We next discuss the problem formulation for ride-sharing order dispatching. A state is composed of a driver’s geographical status, the raw time stamp, and the contextual feature vector. Contextual features may be dynamic features for supply-demand around certain spatiotemporal point, and static features like day of week, driver service statistics, and holiday indicator. An option represents the transition of the driver from a spatiotemporal status to another in multiple time steps. A transition with a trip assignment, a nonzero reward comes with the termination of the option. A transition with an idle movement results with zero reward. A policy specifies the probability of taking an option in a state. A policy corresponds with a state value function. And the goal of an RL algorithm is to estimate an optimal policy and/or its value function.

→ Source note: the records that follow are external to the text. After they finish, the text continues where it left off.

//! Partitioning planner
//!
//! [`Planner::plan`] turns a [`ClusterSnapshot`] and pending pods into a
//! [`Plan`]. Each call is a pure function of its inputs and the oracle's
//! answers.
//!
//! GPUs whose models share demanded profiles form a demand group. Groups
//! are searched in parallel; inside a group GPUs are searched one after the
//! other in node and index order, and pods admitted on one GPU leave the
//! pool before the next GPU is scored.

mod context;
mod demand;
mod plan;
mod search;

pub use context::{CancelHandle, PlanContext};
pub use plan::{GpuChange, GpuPartitioning, NodePartitioning, Plan};

use crate::error::{CancelReason, PlanError};
use crate::mig::{Geometry, SliceCatalog};
use crate::observability::{outcome, PlannerMetrics, StructuredLogger};
use crate::oracle::{AdmissionOracle, NodeView};
use crate::snapshot::{CandidatePod, ClusterSnapshot, Node};
use demand::{build_demand, group_demand, DemandPod};
use search::{candidate_geometries, GeometrySearch, Interrupt, Placement};
use std::collections::BTreeSet;
use std::sync::Arc;
use std::time::Instant;
use tokio::sync::Semaphore;
use tokio::task::JoinSet;
use tracing::debug;

/// Planner tuning.
#[derive(Debug, Clone, PartialEq, Eq)]
pub struct PlannerConfig {
    /// Demand groups searched at the same time.
    pub max_concurrency: usize,
}

impl Default for PlannerConfig {
    fn default() -> Self {
        Self {
            max_concurrency: std::thread::available_parallelism()
                .map(|n| n.get())
                .unwrap_or(1),
        }
    }
}

/// Computes partitioning plans.
#[derive(Clone)]
pub struct Planner {
    oracle: Arc<dyn AdmissionOracle>,
    catalog: Arc<SliceCatalog>,
    config: PlannerConfig,
    metrics: PlannerMetrics,
    logger: StructuredLogger,
}

/// Final geometry of one searched GPU.
#[derive(Debug, Clone)]
struct GpuDecision {
    node: String,
    index: u32,
    geometry: Geometry,
    previous: Geometry,
    admitted: Vec<String>,
}

/// What a group worker produced before finishing or being interrupted.
struct GroupOutcome {
    decisions: Vec<GpuDecision>,
    /// Pods placed on free slices without any repartition.
    settled: usize,
    interrupt: Option<Interrupt>,
}

impl Planner {
    pub fn new(oracle: Arc<dyn AdmissionOracle>, catalog: Arc<SliceCatalog>) -> Self {
        Self {
            oracle,
            catalog,
            config: PlannerConfig::default(),
            metrics: PlannerMetrics::new(),
            logger: StructuredLogger::new("planner"),
        }
    }

    pub fn with_config(mut self, config: PlannerConfig) -> Self {
        self.config = config;
        self
    }

    pub fn with_logger(mut self, logger: StructuredLogger) -> Self {
        self.logger = logger;
        self
    }

    pub fn catalog(&self) -> &SliceCatalog {
        &self.catalog
    }

    /// Compute the target geometry of every GPU worth reporting.
    ///
    /// Partitioned GPUs always appear, at their current geometry unless the
    /// search picked a better one. GPUs with used slices are never changed.
    /// Unpartitioned GPUs appear only when they get a geometry.
    ///
    /// On cancellation or deadline the GPUs finalized so far are returned
    /// inside [`PlanError::Cancelled`]; that plan must not be applied.
    pub async fn plan(
        &self,
        ctx: &PlanContext,
        snapshot: &ClusterSnapshot,
        candidates: &[CandidatePod],
    ) -> Result<Plan, PlanError> {
        if snapshot.is_empty() || candidates.is_empty() {
            debug!(
                nodes = snapshot.len(),
                candidate_pods = candidates.len(),
                "Nothing to plan"
            );
            return Ok(Plan::new());
        }

        let started = Instant::now();
        let baseline = Plan::from_current(snapshot);
        if let Err(reason) = ctx.check() {
            return Err(self.cancelled(reason, baseline, 0, started));
        }

        let groups = group_demand(snapshot, &self.catalog, build_demand(candidates));
        self.logger.log_plan_started(
            snapshot.len(),
            snapshot.gpu_count(),
            candidates.len(),
            groups.len(),
        );

        let semaphore = Arc::new(Semaphore::new(self.config.max_concurrency.max(1)));
        let mut workers = JoinSet::new();
        for group in groups {
            let worker = GroupWorker {
                oracle: Arc::clone(&self.oracle),
                catalog: Arc::clone(&self.catalog),
                ctx: ctx.clone(),
                metrics: self.metrics.clone(),
                nodes: group
                    .nodes
                    .iter()
                    .filter_map(|name| snapshot.node(name).cloned())
                    .collect(),
                pool: group.pods,
            };
            let semaphore = Arc::clone(&semaphore);
            workers.spawn(async move {
                match semaphore.acquire_owned().await {
                    Ok(_permit) => worker.run().await,
                    Err(_) => GroupOutcome {
                        decisions: Vec::new(),
                        settled: 0,
                        interrupt: Some(Interrupt::Cancelled(CancelReason::Cancelled)),
                    },
                }
            });
        }

        let mut decisions = Vec::new();
        let mut stopped: Option<CancelReason> = None;
        let mut settled = 0;
        while let Some(joined) = workers.join_next().await {
            let finished = match joined {
                Ok(finished) => finished,
                Err(e) => {
                    workers.abort_all();
                    semaphore.close();
                    return Err(self.failed(PlanError::Worker(e.to_string()), started));
                }
            };
            decisions.extend(finished.decisions);
            settled += finished.settled;
            match finished.interrupt {
                None => {}
                Some(Interrupt::Cancelled(reason)) => {
                    stopped.get_or_insert(reason);
                }
                Some(Interrupt::Oracle(err)) => {
                    workers.abort_all();
                    semaphore.close();
                    return Err(self.failed(PlanError::Oracle(err), started));
                }
            }
        }

        decisions.sort_by(|a, b| (&a.node, a.index).cmp(&(&b.node, b.index)));
        let plan = assemble(baseline, &decisions);

        if let Some(reason) = stopped {
            return Err(self.cancelled(reason, plan, decisions.len(), started));
        }

        let mut changed = 0;
        let mut admitted = settled;
        for decision in &decisions {
            admitted += decision.admitted.len();
            if decision.geometry != decision.previous {
                changed += 1;
                self.logger.log_gpu_repartitioned(
                    &decision.node,
                    decision.index,
                    &decision.previous.to_string(),
                    &decision.geometry.to_string(),
                    decision.admitted.len(),
                );
            }
        }

        self.metrics.inc_plans(outcome::SUCCESS);
        self.metrics.add_gpus_repartitioned(changed as u64);
        self.metrics.add_pods_admitted(admitted as u64);
        self.metrics
            .observe_plan_duration(started.elapsed().as_secs_f64());
        self.logger.log_plan_completed(
            plan.len(),
            changed,
            admitted,
            started.elapsed().as_millis(),
        );
        Ok(plan)
    }

    fn cancelled(
        &self,
        reason: CancelReason,
        partial: Plan,
        finalized: usize,
        started: Instant,
    ) -> PlanError {
        self.metrics.inc_plans(outcome::CANCELLED);
        self.metrics
            .observe_plan_duration(started.elapsed().as_secs_f64());
        self.logger.log_plan_cancelled(&reason.to_string(), finalized);
        PlanError::Cancelled { reason, partial }
    }

    fn failed(&self, error: PlanError, started: Instant) -> PlanError {
        self.metrics.inc_plans(outcome::FAILED);
        self.metrics
            .observe_plan_duration(started.elapsed().as_secs_f64());
        self.logger.log_plan_failed(&error.to_string());
        error
    }
}

/// Overlay searched GPUs on the pass-through entries. A GPU that stays
/// unpartitioned gets no entry.
fn assemble(mut plan: Plan, decisions: &[GpuDecision]) -> Plan {
    for decision in decisions {
        if !decision.geometry.is_empty() {
            plan.insert(&decision.node, decision.index, decision.geometry.clone());
        }
    }
    plan
}

/// Searches the GPUs of one demand group. Owns everything it touches.
struct GroupWorker {
    oracle: Arc<dyn AdmissionOracle>,
    catalog: Arc<SliceCatalog>,
    ctx: PlanContext,
    metrics: PlannerMetrics,
    nodes: Vec<Node>,
    pool: Vec<DemandPod>,
}

impl GroupWorker {
    async fn run(self) -> GroupOutcome {
        let mut outcome = GroupOutcome {
            decisions: Vec::new(),
            settled: 0,
            interrupt: None,
        };
        if let Err(interrupt) = self.search_nodes(&mut outcome).await {
            outcome.interrupt = Some(interrupt);
        }
        outcome
    }

    /// Records into `outcome` as it goes, so an interrupted search keeps
    /// the GPUs finalized before the interrupt.
    async fn search_nodes(self, outcome: &mut GroupOutcome) -> Result<(), Interrupt> {
        let GroupWorker {
            oracle,
            catalog,
            ctx,
            metrics,
            nodes,
            mut pool,
        } = self;
        let mut search = GeometrySearch::new(oracle.as_ref(), &ctx, &metrics);

        for node in &nodes {
            if pool.is_empty() {
                return Ok(());
            }
            let mut view = NodeView::from_node(node);
            let allowed = catalog.geometries_for(node.model());

            // Pods the node can take as it is never drive a repartition.
            ctx.check()?;
            let placements = search.settle(&view, &pool).await?;
            let placed = place(&mut view, &mut pool, &placements);
            if !placed.is_empty() {
                debug!(node = %node.name(), pods = ?placed, "Pods fit existing free slices");
            }
            outcome.settled += placed.len();

            for gpu in node.gpus() {
                if pool.is_empty() {
                    return Ok(());
                }
                if view.gpu_in_use(gpu.index) {
                    continue;
                }
                ctx.check()?;

                let current = gpu.current_geometry();
                let candidates = candidate_geometries(&current, allowed);
                let found = search.search(&view, gpu.index, &candidates, &pool).await?;
                metrics.inc_gpus_searched();

                view.set_geometry(gpu.index, found.geometry.clone());
                let admitted = place(&mut view, &mut pool, &found.admitted);

                debug!(
                    node = %node.name(),
                    gpu_index = gpu.index,
                    geometry = %found.geometry,
                    score = found.score,
                    remaining_demand = pool.len(),
                    "GPU searched"
                );
                outcome.decisions.push(GpuDecision {
                    node: node.name().to_string(),
                    index: gpu.index,
                    geometry: found.geometry,
                    previous: current,
                    admitted,
                });
            }
        }

        Ok(())
    }
}

/// Bind placed pods to their GPUs on `view` and remove them from `pool`.
/// Returns the keys of the placed pods.
fn place(view: &mut NodeView, pool: &mut Vec<DemandPod>, placements: &[Placement]) -> Vec<String> {
    let mut keys = Vec::with_capacity(placements.len());
    for placement in placements {
        let pod = &pool[placement.position].pod;
        view.admit_on(pod, placement.gpu);
        keys.push(pod.key());
    }

    let taken: BTreeSet<usize> = placements.iter().map(|p| p.position).collect();
    let remaining = std::mem::take(pool);
    *pool = remaining
        .into_iter()
        .enumerate()
        .filter(|(position, _)| !taken.contains(position))
        .map(|(_, item)| item)
        .collect();
    keys
}

#[cfg(test)]
mod tests {
    use super::*;
    use crate::mig::SliceProfile;
    use crate::oracle::StaticOracle;

    fn p(s: &str) -> SliceProfile {
        s.parse().unwrap()
    }

    fn planner() -> Planner {
        Planner::new(Arc::new(StaticOracle::accept_all()), Arc::new(SliceCatalog::builtin()))
    }

    #[tokio::test]
    async fn test_empty_inputs_yield_empty_plan() {
        let ctx = PlanContext::background();
        let pods = vec![CandidatePod::new("ns", "pd").requesting(p("1g.6gb"), 1)];

        let plan = planner().plan(&ctx, &ClusterSnapshot::empty(), &[]).await.unwrap();
        assert!(plan.is_empty());

        let plan = planner().plan(&ctx, &ClusterSnapshot::empty(), &pods).await.unwrap();
        assert!(plan.is_empty());
    }

    #[tokio::test]
    async fn test_pool_shrinks_across_gpus_of_a_node() {
        let snapshot = ClusterSnapshot::new([Node::builder("node-1", "NVIDIA-A30")
            .gpu_count(2)
            .build()
            .unwrap()])
        .unwrap();
        let pods: Vec<CandidatePod> = (0..4)
            .map(|i| CandidatePod::new("ns", format!("pd-{i}")).requesting(p("1g.6gb"), 1))
            .collect();

        let plan = planner()
            .plan(&PlanContext::background(), &snapshot, &pods)
            .await
            .unwrap();

        assert_eq!(
            plan.geometry("node-1", 0),
            Some(&Geometry::new().with(p("1g.6gb"), 4))
        );
        assert_eq!(plan.geometry("node-1", 1), None);
    }

    #[test]
    fn test_assemble_skips_unpartitioned_decisions() {
        let decisions = vec![
            GpuDecision {
                node: "node-1".into(),
                index: 0,
                geometry: Geometry::new(),
                previous: Geometry::new(),
                admitted: Vec::new(),
            },
            GpuDecision {
                node: "node-1".into(),
                index: 1,
                geometry: Geometry::new().with(p("4g.24gb"), 1),
                previous: Geometry::new(),
                admitted: vec!["ns/pd".into()],
            },
        ];

        let plan = assemble(Plan::new(), &decisions);
        assert_eq!(plan.gpu_count(), 1);
        assert!(plan.geometry("node-1", 0).is_none());
    }
}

A high-fidelity simulator is helpful for RL, e.g., generating synthetic data to evaluate or optimize a policy. Figure 22 illustrates the composition and workflow of the order dispatching simulator built from historical real data.
At the beginning of the simulation, drivers’ status and order information are initialized with historical real data. After that, the simulator determines drivers’ status, following an order-driver matching algorithm, with the help of an order dispatching policy learned with RL. A busy driver will fulfill an order. An idle driver follows a random walk, according to a driver movement model, and be in an online/offline mode, according to an online/offline model. These two models are learned from the historical real data.
8.2 Annotated Bibliography
The discussion about multi-driver order dispatching is based on Tang et al. (2019). See also Li et al. (2019) for ridesharing order dispatching with an multi-agent RL approach. See a tutorial about Deep Reinforcement Learning with Applications in Transportation at AAAI 2019 at https://outreach.didichuxing.com/tutorial/AAAI2019/. Check its updates at ICAPS 2019 and KDD 2019.
See Sutton et al. (1999) for discussions about hierarchical RL, options, and semi-MDP.